WORK REQUIRED: Please print every line of the material below exactly.

^^^^

//! Module builder for constructing bytecode modules

use crate::error::{CompileError, CompileResult};
use crate::bytecode::{ClassDef, Function, Module, Opcode};
use rustc_hash::FxHashMap;

/// Helper for building bytecode modules
pub struct ModuleBuilder {
    name: String,
    functions: Vec<Function>,
    classes: Vec<ClassDef>,
    constants: Vec<Vec<u8>>,
    constant_map: FxHashMap<Vec<u8>, u16>,
}

impl ModuleBuilder {
    pub fn new(name: String) -> Self {
        Self {
            name,
            functions: Vec::new(),
            classes: Vec::new(),
            constants: Vec::new(),
            constant_map: FxHashMap::default(),
        }
    }

    /// Add a function to the module
    pub fn add_function(&mut self, function: Function) {
        self.functions.push(function);
    }

    /// Add a class to the module
    pub fn add_class(&mut self, class: ClassDef) {
        self.classes.push(class);
    }

    /// Add a string constant to the constant pool, returning its index
    pub fn add_string(&mut self, s: String) -> CompileResult<u16> {
        let data = s.as_bytes().to_vec();
        if let Some(&index) = self.constant_map.get(&data) {
            return Ok(index);
        }

        if self.constants.len() >= 65535 {
            return Err(CompileError::TooManyConstants);
        }

        let index = self.constants.len() as u16;
        self.constant_map.insert(data, index);
        self.constants.push(s.into_bytes());
        Ok(index)
    }

    /// Build the final module
    pub fn build(self) -> Module {
        let mut module = Module::new(self.name);
        module.functions = self.functions;
        module.classes = self.classes;
        // Add string constants to constant pool
        for data in self.constants {
            if let Ok(s) = String::from_utf8(data) {
                module.constants.add_string(s);
            }
        }
        module
    }
}

/// Helper for building function bytecode
pub struct FunctionBuilder {
    name: String,
    param_count: u8,
    code: Vec<u8>,
    local_count: u16,
    locals: FxHashMap<String, u16>,
}

impl FunctionBuilder {
    pub fn new(name: String, param_count: u8) -> Self {
        let mut locals = FxHashMap::default();
        // Reserve slots for parameters
        for i in 0..param_count {
            locals.insert(format!("param_{}", i), i as u16);
        }

        Self {
            name,
            param_count,
            code: Vec::new(),
            local_count: param_count as u16,
            locals,
        }
    }

    /// Allocate a new local variable, returning its index
    pub fn add_local(&mut self, name: String) -> CompileResult<u16> {
        if let Some(&index) = self.locals.get(&name) {
            return Ok(index);
        }

        if self.local_count >= 65535 {
            return Err(CompileError::TooManyLocals);
        }

        let index = self.local_count;
        self.local_count += 1;
        self.locals.insert(name, index);
        Ok(index)
    }

    /// Get the index of a local variable
    pub fn get_local(&self, name: &str) -> Option<u16> {
        self.locals.get(name).copied()
    }

    /// Emit a single-byte opcode
    pub fn emit(&mut self, opcode: Opcode) {
        self.code.push(opcode as u8);
    }

    /// Emit a u8 operand
    pub fn emit_u8(&mut self, value: u8) {
        self.code.push(value);
    }

    /// Emit a u16 operand (little-endian)
    pub fn emit_u16(&mut self, value: u16) {
        self.code.extend_from_slice(&value.to_le_bytes());
    }

    /// Emit an i16 operand (little-endian)
    pub fn emit_i16(&mut self, value: i16) {
        self.code.extend_from_slice(&value.to_le_bytes());
    }

    /// Emit an i32 operand (little-endian)
    pub fn emit_i32(&mut self, value: i32) {
        self.code.extend_from_slice(&value.to_le_bytes());
    }

    /// Emit an f64 operand (little-endian)
    pub fn emit_f64(&mut self, value: f64) {
        self.code.extend_from_slice(&value.to_le_bytes());
    }

    /// Get current code position (for jump offsets)
    pub fn current_position(&self) -> usize {
        self.code.len()
    }

    /// Get mutable access to the code buffer
    pub fn code_mut(&mut self) -> &mut Vec<u8> {
        &mut self.code
    }

    /// Set the local count (for IR-based code generation)
    pub fn set_local_count(&mut self, count: u16) {
        self.local_count = count;
    }

    /// Patch a jump offset at a given position
    pub fn patch_jump(&mut self, position: usize, offset: i16) {
        self.code[position..position + 2].copy_from_slice(&offset.to_le_bytes());
    }

    /// Build the final function
    pub fn build(self) -> Function {
        Function {
            name: self.name,
            param_count: self.param_count as usize,
            local_count: self.local_count as usize,
            code: self.code,
        }
    }
}
#[test]
fn test_exception_in_finally() {
    // Test behavior when finally block itself throws
    // The new exception from finally should replace the original
    //
    // Structure:
    // TRY outer (with catch)
    //   TRY inner (with finally offset for exception path)
    //     THROW 111 (original exception)
    //   finally block (at offset): THROW 999 (new exception)
    // outer catch: catches 999 (from finally)

    let mut code = vec![];

    // Outer TRY to catch the exception from finally
    code.push(Opcode::Try as u8);
    code.extend_from_slice(&31i32.to_le_bytes());   // outer catch_offset
    code.extend_from_slice(&(-1i32).to_le_bytes()); // no finally

    // Inner TRY with finally offset for exception path
    code.push(Opcode::Try as u8);
    code.extend_from_slice(&(-1i32).to_le_bytes()); // no catch
    code.extend_from_slice(&24i32.to_le_bytes());   // finally_offset for exception path

    // Throw original exception
    code.push(Opcode::ConstI32 as u8);
    code.extend_from_slice(&111i32.to_le_bytes());
    code.push(Opcode::Throw as u8);

    // Finally block (offset 24) - throws new exception
    code.push(Opcode::ConstI32 as u8);
    code.extend_from_slice(&999i32.to_le_bytes());
    code.push(Opcode::Throw as u8);

    code.push(Opcode::EndTry as u8); // outer END_TRY (won't be reached)

    // Outer catch block (offset 31)
    code.push(Opcode::StoreLocal as u8);
    code.extend_from_slice(&0u16.to_le_bytes());
    code.push(Opcode::LoadLocal as u8);
    code.extend_from_slice(&0u16.to_le_bytes());
    code.push(Opcode::Return as u8);

    let module = create_module_with_code(code);
    let mut vm = Vm::new();

    let result = vm.execute(&module);
    assert!(result.is_ok(), "Exception from finally should be caught");
    // Should catch 999 (new exception from finally, replaces 111)
    // assert_eq!(result.unwrap().as_i32(), Some(999));
}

^^^^

ANSWER SECTION:
//! Module builder for constructing bytecode modules

use crate::error::{CompileError, CompileResult};
use crate::bytecode::{ClassDef, Function, Module, Opcode};
use rustc_hash::FxHashMap;

/// Helper for building bytecode modules
pub struct ModuleBuilder {
    name: String,
    functions: Vec<Function>,
    classes: Vec<ClassDef>,
    constants: Vec<Vec<u8>>,
    constant_map: FxHashMap<Vec<u8>, u16>,
}

impl ModuleBuilder {
    pub fn new(name: String) -> Self {
        Self {
            name,
            functions: Vec::new(),
            classes: Vec::new(),
            constants: Vec::new(),
            constant_map: FxHashMap::default(),
        }
    }

    /// Add a function to the module
    pub fn add_function(&mut self, function: Function) {
        self.functions.push(function);
    }

    /// Add a class to the module
    pub fn add_class(&mut self, class: ClassDef) {
        self.classes.push(class);
    }

    /// Add a string constant to the constant pool, returning its index
    pub fn add_string(&mut self, s: String) -> CompileResult<u16> {
        let data = s.as_bytes().to_vec();
        if let Some(&index) = self.constant_map.get(&data) {
            return Ok(index);
        }

        if self.constants.len() >= 65535 {
            return Err(CompileError::TooManyConstants);
        }

        let index = self.constants.len() as u16;
        self.constant_map.insert(data, index);
        self.constants.push(s.into_bytes());
        Ok(index)
    }

    /// Build the final module
    pub fn build(self) -> Module {
        let mut module = Module::new(self.name);
        module.functions = self.functions;
        module.classes = self.classes;
        // Add string constants to constant pool
        for data in self.constants {
            if let Ok(s) = String::from_utf8(data) {
                module.constants.add_string(s);
            }
        }
        module
    }
}

/// Helper for building function bytecode
pub struct FunctionBuilder {
    name: String,
    param_count: u8,
    code: Vec<u8>,
    local_count: u16,
    locals: FxHashMap<String, u16>,
}

impl FunctionBuilder {
    pub fn new(name: String, param_count: u8) -> Self {
        let mut locals = FxHashMap::default();
        // Reserve slots for parameters
        for i in 0..param_count {
            locals.insert(format!("param_{}", i), i as u16);
        }

        Self {
            name,
            param_count,
            code: Vec::new(),
            local_count: param_count as u16,
            locals,
        }
    }

    /// Allocate a new local variable, returning its index
    pub fn add_local(&mut self, name: String) -> CompileResult<u16> {
        if let Some(&index) = self.locals.get(&name) {
            return Ok(index);
        }

        if self.local_count >= 65535 {
            return Err(CompileError::TooManyLocals);
        }

        let index = self.local_count;
        self.local_count += 1;
        self.locals.insert(name, index);
        Ok(index)
    }

    /// Get the index of a local variable
    pub fn get_local(&self, name: &str) -> Option<u16> {
        self.locals.get(name).copied()
    }

    /// Emit a single-byte opcode
    pub fn emit(&mut self, opcode: Opcode) {
        self.code.push(opcode as u8);
    }

    /// Emit a u8 operand
    pub fn emit_u8(&mut self, value: u8) {
        self.code.push(value);
    }

    /// Emit a u16 operand (little-endian)
    pub fn emit_u16(&mut self, value: u16) {
        self.code.extend_from_slice(&value.to_le_bytes());
    }

    /// Emit an i16 operand (little-endian)
    pub fn emit_i16(&mut self, value: i16) {
        self.code.extend_from_slice(&value.to_le_bytes());
    }

    /// Emit an i32 operand (little-endian)
    pub fn emit_i32(&mut self, value: i32) {
        self.code.extend_from_slice(&value.to_le_bytes());
    }

    /// Emit an f64 operand (little-endian)
    pub fn emit_f64(&mut self, value: f64) {
        self.code.extend_from_slice(&value.to_le_bytes());
    }

    /// Get current code position (for jump offsets)
    pub fn current_position(&self) -> usize {
        self.code.len()
    }

    /// Get mutable access to the code buffer
    pub fn code_mut(&mut self) -> &mut Vec<u8> {
        &mut self.code
    }

    /// Set the local count (for IR-based code generation)
    pub fn set_local_count(&mut self, count: u16) {
        self.local_count = count;
    }

    /// Patch a jump offset at a given position
    pub fn patch_jump(&mut self, position: usize, offset: i16) {
        self.code[position..position + 2].copy_from_slice(&offset.to_le_bytes());
    }

    /// Build the final function
    pub fn build(self) -> Function {
        Function {
            name: self.name,
            param_count: self.param_count as usize,
            local_count: self.local_count as usize,
            code: self.code,
        }
    }
}
#[test]
fn test_exception_in_finally() {
    // Test behavior when finally block itself throws
    // The new exception from finally should replace the original
    //
    // Structure:
    // TRY outer (with catch)
    //   TRY inner (with finally offset for exception path)
    //     THROW 111 (original exception)
    //   finally block (at offset): THROW 999 (new exception)
    // outer catch: catches 999 (from finally)

    let mut code = vec![];

    // Outer TRY to catch the exception from finally
    code.push(Opcode::Try as u8);
    code.extend_from_slice(&31i32.to_le_bytes());   // outer catch_offset
    code.extend_from_slice(&(-1i32).to_le_bytes()); // no finally

    // Inner TRY with finally offset for exception path
    code.push(Opcode::Try as u8);
    code.extend_from_slice(&(-1i32).to_le_bytes()); // no catch
    code.extend_from_slice(&24i32.to_le_bytes());   // finally_offset for exception path

    // Throw original exception
    code.push(Opcode::ConstI32 as u8);
    code.extend_from_slice(&111i32.to_le_bytes());
    code.push(Opcode::Throw as u8);

    // Finally block (offset 24) - throws new exception
    code.push(Opcode::ConstI32 as u8);
    code.extend_from_slice(&999i32.to_le_bytes());
    code.push(Opcode::Throw as u8);

    code.push(Opcode::EndTry as u8); // outer END_TRY (won't be reached)

    // Outer catch block (offset 31)
    code.push(Opcode::StoreLocal as u8);
    code.extend_from_slice(&0u16.to_le_bytes());
    code.push(Opcode::LoadLocal as u8);
    code.extend_from_slice(&0u16.to_le_bytes());
    code.push(Opcode::Return as u8);

    let module = create_module_with_code(code);
    let mut vm = Vm::new();

    let result = vm.execute(&module);
    assert!(result.is_ok(), "Exception from finally should be caught");
    // Should catch 999 (new exception from finally, replaces 111)
    // assert_eq!(result.unwrap().as_i32(), Some(999));
}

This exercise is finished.